[Problem statement] Show, from the entries below, every line in which "PartialEq" appears.

★ ★ ★ ★ ★

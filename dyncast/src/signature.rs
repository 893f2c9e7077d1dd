// Copyright 2026 the Dyncast Authors
// SPDX-License-Identifier: Apache-2.0 OR MIT

//! Introspection signatures built from type descriptors.

use alloc::borrow::Cow;
use alloc::vec::Vec;
use core::fmt;

use crate::descr::{TypeDescr, TypeName};

/// A callable's signature, rendered like `__init__(self, arg0: List[int]) -> None`.
#[derive(Clone, Debug, PartialEq, Eq)]
pub struct Signature {
    name: Cow<'static, str>,
    method: bool,
    args: Vec<(Cow<'static, str>, TypeDescr)>,
    returns: TypeDescr,
}

impl Signature {
    fn new(name: impl Into<Cow<'static, str>>, method: bool) -> Self {
        Self {
            name: name.into(),
            method,
            args: Vec::new(),
            returns: TypeDescr::NONE,
        }
    }

    /// Starts the signature of a method; `self` is rendered first.
    pub fn method(name: impl Into<Cow<'static, str>>) -> Self {
        Self::new(name, true)
    }

    /// Starts the signature of a free function.
    pub fn function(name: impl Into<Cow<'static, str>>) -> Self {
        Self::new(name, false)
    }

    /// Appends a parameter.
    #[must_use]
    pub fn arg(mut self, name: impl Into<Cow<'static, str>>, descr: TypeDescr) -> Self {
        self.args.push((name.into(), descr));
        self
    }

    /// Appends a parameter typed by `T`'s descriptor.
    #[must_use]
    pub fn arg_of<T: TypeName + ?Sized>(self, name: impl Into<Cow<'static, str>>) -> Self {
        self.arg(name, T::DESCR)
    }

    /// Sets the return type. Defaults to `None`.
    #[must_use]
    pub fn returns(mut self, descr: TypeDescr) -> Self {
        self.returns = descr;
        self
    }

    /// Sets the return type from `T`'s descriptor.
    #[must_use]
    pub fn returns_of<T: TypeName + ?Sized>(self) -> Self {
        self.returns(T::DESCR)
    }

    /// Returns the callable's name.
    #[must_use]
    pub fn name(&self) -> &str {
        &self.name
    }
}

impl fmt::Display for Signature {
    fn fmt(&self, f: &mut fmt::Formatter<'_>) -> fmt::Result {
        write!(f, "{}(", self.name)?;
        let mut first = true;
        if self.method {
            f.write_str("self")?;
            first = false;
        }
        for (name, descr) in &self.args {
            if !first {
                f.write_str(", ")?;
            }
            write!(f, "{name}: {descr}")?;
            first = false;
        }
        write!(f, ") -> {}", self.returns)
    }
}

#[cfg(test)]
mod tests {
    use super::*;
    use crate::{Dict, List, Optional};
    use alloc::string::{String, ToString};

    #[test]
    fn renders_methods() {
        let init = Signature::method("__init__").arg_of::<List<i64>>("arg0");
        assert_eq!(init.to_string(), "__init__(self, arg0: List[int]) -> None");

        let get = Signature::method("get_data").returns_of::<List<i64>>();
        assert_eq!(get.to_string(), "get_data(self) -> List[int]");
    }

    #[test]
    fn renders_functions() {
        let sig = Signature::function("lookup")
            .arg_of::<Dict<String, List<f64>>>("table")
            .arg("key", TypeDescr::STR)
            .returns_of::<Optional<List<f64>>>();
        assert_eq!(
            sig.to_string(),
            "lookup(table: Dict[str, List[float]], key: str) -> Optional[List[float]]"
        );
        assert_eq!(sig.name(), "lookup");
    }

    #[test]
    fn empty_function() {
        assert_eq!(Signature::function("f").to_string(), "f() -> None");
    }
}
// Copyright 2026 the Dyncast Authors
// SPDX-License-Identifier: Apache-2.0 OR MIT

//! Structural type descriptors.
//!
//! Every type that can be viewed through this crate names itself with a [`TypeDescr`], built at
//! compile time from the descriptors of its element types:
//!
//! ```
//! use dyncast::{Dict, List, descriptor};
//!
//! assert_eq!(descriptor::<Dict<String, List<i64>>>(), "Dict[str, List[int]]");
//! ```

use alloc::string::String;
use core::fmt;

/// A compile-time type descriptor.
///
/// Rendering is a pure function of the tree:
/// - `Leaf(name)` renders `name`.
/// - `Generic { head, args }` renders `head[arg0, arg1, ...]`.
/// - `EmptyTuple` renders `Tuple[()]`.
#[derive(Clone, Copy, Debug, PartialEq, Eq, Hash)]
pub enum TypeDescr {
    /// A named leaf such as `int` or `Any`.
    Leaf(&'static str),
    /// A generic head applied to argument descriptors.
    Generic {
        /// Head name, e.g. `List`.
        head: &'static str,
        /// Argument descriptors in declaration order.
        args: &'static [TypeDescr],
    },
    /// The zero-arity tuple.
    EmptyTuple,
}

impl TypeDescr {
    /// `int`.
    pub const INT: Self = Self::Leaf("int");
    /// `float`.
    pub const FLOAT: Self = Self::Leaf("float");
    /// `str`.
    pub const STR: Self = Self::Leaf("str");
    /// `bool`.
    pub const BOOL: Self = Self::Leaf("bool");
    /// `None`.
    pub const NONE: Self = Self::Leaf("None");
    /// `Any`.
    pub const ANY: Self = Self::Leaf("Any");
}

impl fmt::Display for TypeDescr {
    fn fmt(&self, f: &mut fmt::Formatter<'_>) -> fmt::Result {
        match self {
            Self::Leaf(name) => f.write_str(name),
            Self::Generic { head, args } => {
                write!(f, "{head}[")?;
                for (i, arg) in args.iter().enumerate() {
                    if i > 0 {
                        f.write_str(", ")?;
                    }
                    fmt::Display::fmt(arg, f)?;
                }
                f.write_str("]")
            }
            Self::EmptyTuple => f.write_str("Tuple[()]"),
        }
    }
}

/// Types with a structural descriptor.
pub trait TypeName {
    /// The descriptor of `Self`.
    const DESCR: TypeDescr;
}

/// Renders the descriptor of `T`.
#[must_use]
pub fn descriptor<T: TypeName + ?Sized>() -> String {
    use alloc::string::ToString;
    T::DESCR.to_string()
}

macro_rules! leaf {
    ($descr:expr => $($t:ty),+ $(,)?) => {
        $(
            impl TypeName for $t {
                const DESCR: TypeDescr = $descr;
            }
        )+
    };
}

leaf!(TypeDescr::INT => i8, i16, i32, i64, isize, u8, u16, u32, u64, usize);
leaf!(TypeDescr::FLOAT => f32, f64);
leaf!(TypeDescr::STR => String, str, char);
leaf!(TypeDescr::BOOL => bool);
leaf!(TypeDescr::NONE => ());
leaf!(TypeDescr::ANY => dynobj::Object);

impl<T: TypeName> TypeName for alloc::vec::Vec<T> {
    const DESCR: TypeDescr = TypeDescr::Generic {
        head: "List",
        args: &[T::DESCR],
    };
}

impl<T: TypeName> TypeName for Option<T> {
    const DESCR: TypeDescr = TypeDescr::Generic {
        head: "Optional",
        args: &[T::DESCR],
    };
}

impl<K: TypeName, V: TypeName> TypeName for alloc::collections::BTreeMap<K, V> {
    const DESCR: TypeDescr = TypeDescr::Generic {
        head: "Dict",
        args: &[K::DESCR, V::DESCR],
    };
}

impl<T: TypeName + ?Sized> TypeName for &T {
    const DESCR: TypeDescr = T::DESCR;
}

macro_rules! host_tuple_name {
    ($($T:ident),+) => {
        impl<$($T: TypeName),+> TypeName for ($($T,)+) {
            const DESCR: TypeDescr = TypeDescr::Generic {
                head: "Tuple",
                args: &[$($T::DESCR),+],
            };
        }
    };
}

host_tuple_name!(A);
host_tuple_name!(A, B);
host_tuple_name!(A, B, C);
host_tuple_name!(A, B, C, D);
host_tuple_name!(A, B, C, D, E);
host_tuple_name!(A, B, C, D, E, F);
host_tuple_name!(A, B, C, D, E, F, G);
host_tuple_name!(A, B, C, D, E, F, G, H);

#[cfg(test)]
mod tests {
    use super::*;
    use alloc::collections::BTreeMap;
    use alloc::vec::Vec;

    #[test]
    fn leaves() {
        assert_eq!(descriptor::<i64>(), "int");
        assert_eq!(descriptor::<u8>(), "int");
        assert_eq!(descriptor::<f32>(), "float");
        assert_eq!(descriptor::<String>(), "str");
        assert_eq!(descriptor::<()>(), "None");
        assert_eq!(descriptor::<dynobj::Object>(), "Any");
    }

    #[test]
    fn host_composites_nest() {
        assert_eq!(descriptor::<Vec<Option<i64>>>(), "List[Optional[int]]");
        assert_eq!(descriptor::<(i64, String)>(), "Tuple[int, str]");
        assert_eq!(
            descriptor::<BTreeMap<String, Vec<f64>>>(),
            "Dict[str, List[float]]"
        );
    }

    #[test]
    fn empty_tuple_renders_unit() {
        assert_eq!(alloc::format!("{}", TypeDescr::EmptyTuple), "Tuple[()]");
    }
}
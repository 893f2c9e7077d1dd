// Copyright 2026 the Dyncast Authors
// SPDX-License-Identifier: Apache-2.0 OR MIT

//! Scope tracing hooks.
//!
//! A [`TraceSink`] installed with [`Runtime::set_trace_sink`](crate::Runtime::set_trace_sink)
//! receives matched `scope_enter`/`scope_exit` calls for the scope kinds selected by its
//! [`TraceMask`]. Scopes nest; `depth` is the number of enclosing traced scopes.
//!
//! Sinks are invoked without the heap borrow held. Labels are passed as `&dyn Display` so sinks
//! that do not need them pay nothing for formatting.

use core::fmt;

/// Bitmask selecting which [`ScopeKind`]s a sink receives.
#[derive(Clone, Copy, Debug, PartialEq, Eq)]
pub struct TraceMask(u8);

impl TraceMask {
    /// No scopes.
    pub const NONE: Self = Self(0);
    /// Conversions of runtime values into typed host values.
    pub const CONVERT: Self = Self(1 << 0);
    /// Steps of the runtime iteration protocol.
    pub const ITER: Self = Self(1 << 1);
    /// Calls into host iterator state.
    pub const HOST: Self = Self(1 << 2);
    /// Every scope kind.
    pub const ALL: Self = Self(Self::CONVERT.0 | Self::ITER.0 | Self::HOST.0);

    /// Returns `true` if this mask contains every bit in `other`.
    #[must_use]
    #[inline]
    pub const fn contains(self, other: Self) -> bool {
        (self.0 & other.0) == other.0
    }
}

impl core::ops::BitOr for TraceMask {
    type Output = Self;

    #[inline]
    fn bitor(self, rhs: Self) -> Self {
        Self(self.0 | rhs.0)
    }
}

/// The kind of a traced scope.
#[derive(Clone, Copy, Debug, PartialEq, Eq, Hash)]
pub enum ScopeKind {
    /// A checked conversion into a typed host value.
    Convert,
    /// One `next` step of the runtime iteration protocol.
    IterStep,
    /// One call into a host iterator's `next`.
    HostCall,
}

impl ScopeKind {
    /// Returns the mask bit that selects this kind.
    #[must_use]
    #[inline]
    pub const fn mask(self) -> TraceMask {
        match self {
            Self::Convert => TraceMask::CONVERT,
            Self::IterStep => TraceMask::ITER,
            Self::HostCall => TraceMask::HOST,
        }
    }
}

/// Receiver of traced scopes.
pub trait TraceSink {
    /// Scope kinds this sink wants to receive.
    fn mask(&self) -> TraceMask;

    /// Called when a scope starts.
    fn scope_enter(&mut self, kind: ScopeKind, label: &dyn fmt::Display, depth: usize);

    /// Called when a scope ends. `ok` is `false` if the scoped operation failed.
    fn scope_exit(&mut self, kind: ScopeKind, depth: usize, ok: bool);
}
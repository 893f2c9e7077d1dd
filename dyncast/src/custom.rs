// Copyright 2026 the Dyncast Authors
// SPDX-License-Identifier: Apache-2.0 OR MIT

//! Views of host objects wrapping a registered Rust type.

use alloc::rc::Rc;
use core::any::Any;
use core::marker::PhantomData;

use dynobj::{Handle, ObjKind, Object, Runtime};

use crate::cast::{FromObject, view};
use crate::descr::{TypeDescr, TypeName};
use crate::error::CastError;
use crate::ownership::Ownership;
use crate::view::view_common;

/// A view of a runtime host object holding a `T`.
///
/// `T` must have been registered with [`Runtime::register_host_type`]; its descriptor is its
/// own [`TypeName`].
pub struct Custom<T> {
    obj: Object,
    _marker: PhantomData<fn() -> (T,)>,
}

view_common!(Custom<T>);

impl<T: Any> Custom<T> {
    /// Moves `value` into a new host object.
    pub fn new(rt: &Runtime, value: T) -> Result<Self, CastError> {
        Ok(Self::from_object(rt.new_host(value)?))
    }

    /// Returns the wrapped value.
    pub fn get(&self) -> Result<Rc<T>, CastError> {
        Ok(self.runtime().host_value::<T>(self.handle())?)
    }
}

impl<T: TypeName> TypeName for Custom<T> {
    const DESCR: TypeDescr = T::DESCR;
}

impl<T: Any + TypeName> FromObject for Custom<T> {
    fn accepts(rt: &Runtime, h: Handle, _convert: bool) -> bool {
        rt.host_type::<T>()
            .is_some_and(|id| rt.kind(h) == Ok(ObjKind::Host(id)))
    }

    fn from_handle<O: Ownership>(rt: &Runtime, h: Handle, own: O) -> Result<Self, CastError> {
        view(rt, h, own, Self::from_object)
    }
}

#[cfg(test)]
mod tests {
    use super::*;
    use crate::List;
    use crate::cast::cast_from_handle;
    use crate::descr::descriptor;
    use dynobj::ObjError;

    #[derive(Debug, PartialEq)]
    struct Point {
        x: i32,
        y: i32,
    }

    impl TypeName for Point {
        const DESCR: TypeDescr = TypeDescr::Leaf("Point");
    }

    struct Other;

    impl TypeName for Other {
        const DESCR: TypeDescr = TypeDescr::Leaf("Other");
    }

    #[test]
    fn descriptor_is_the_host_name() {
        assert_eq!(descriptor::<Custom<Point>>(), "Point");
        assert_eq!(descriptor::<List<Custom<Point>>>(), "List[Point]");
    }

    #[test]
    fn wraps_and_unwraps() {
        let rt = Runtime::new();
        rt.register_host_type::<Point>("Point").unwrap();
        let p = Custom::new(&rt, Point { x: 1, y: 2 }).unwrap();
        let back: Custom<Point> = cast_from_handle(&rt, p.handle()).unwrap();
        assert_eq!(*back.get().unwrap(), Point { x: 1, y: 2 });
    }

    #[test]
    fn other_host_types_are_rejected() {
        let rt = Runtime::new();
        rt.register_host_type::<Point>("Point").unwrap();
        rt.register_host_type::<Other>("Other").unwrap();
        let o = Custom::new(&rt, Other).unwrap();
        assert!(cast_from_handle::<Custom<Point>>(&rt, o.handle()).is_err());
        let n = rt.new_int(1).unwrap();
        assert!(cast_from_handle::<Custom<Point>>(&rt, n.handle()).is_err());
    }

    #[test]
    fn unregistered_type_cannot_be_wrapped() {
        let rt = Runtime::new();
        assert!(matches!(
            Custom::new(&rt, Point { x: 0, y: 0 }),
            Err(CastError::Runtime(ObjError::UnregisteredHostType { .. }))
        ));
    }
}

★ ★ ★ ★ ★

[Final answer]
#[derive(Clone, Debug, PartialEq, Eq)]
#[derive(Clone, Copy, Debug, PartialEq, Eq, Hash)]
#[derive(Clone, Copy, Debug, PartialEq, Eq)]
#[derive(Clone, Copy, Debug, PartialEq, Eq, Hash)]
    #[derive(Debug, PartialEq)]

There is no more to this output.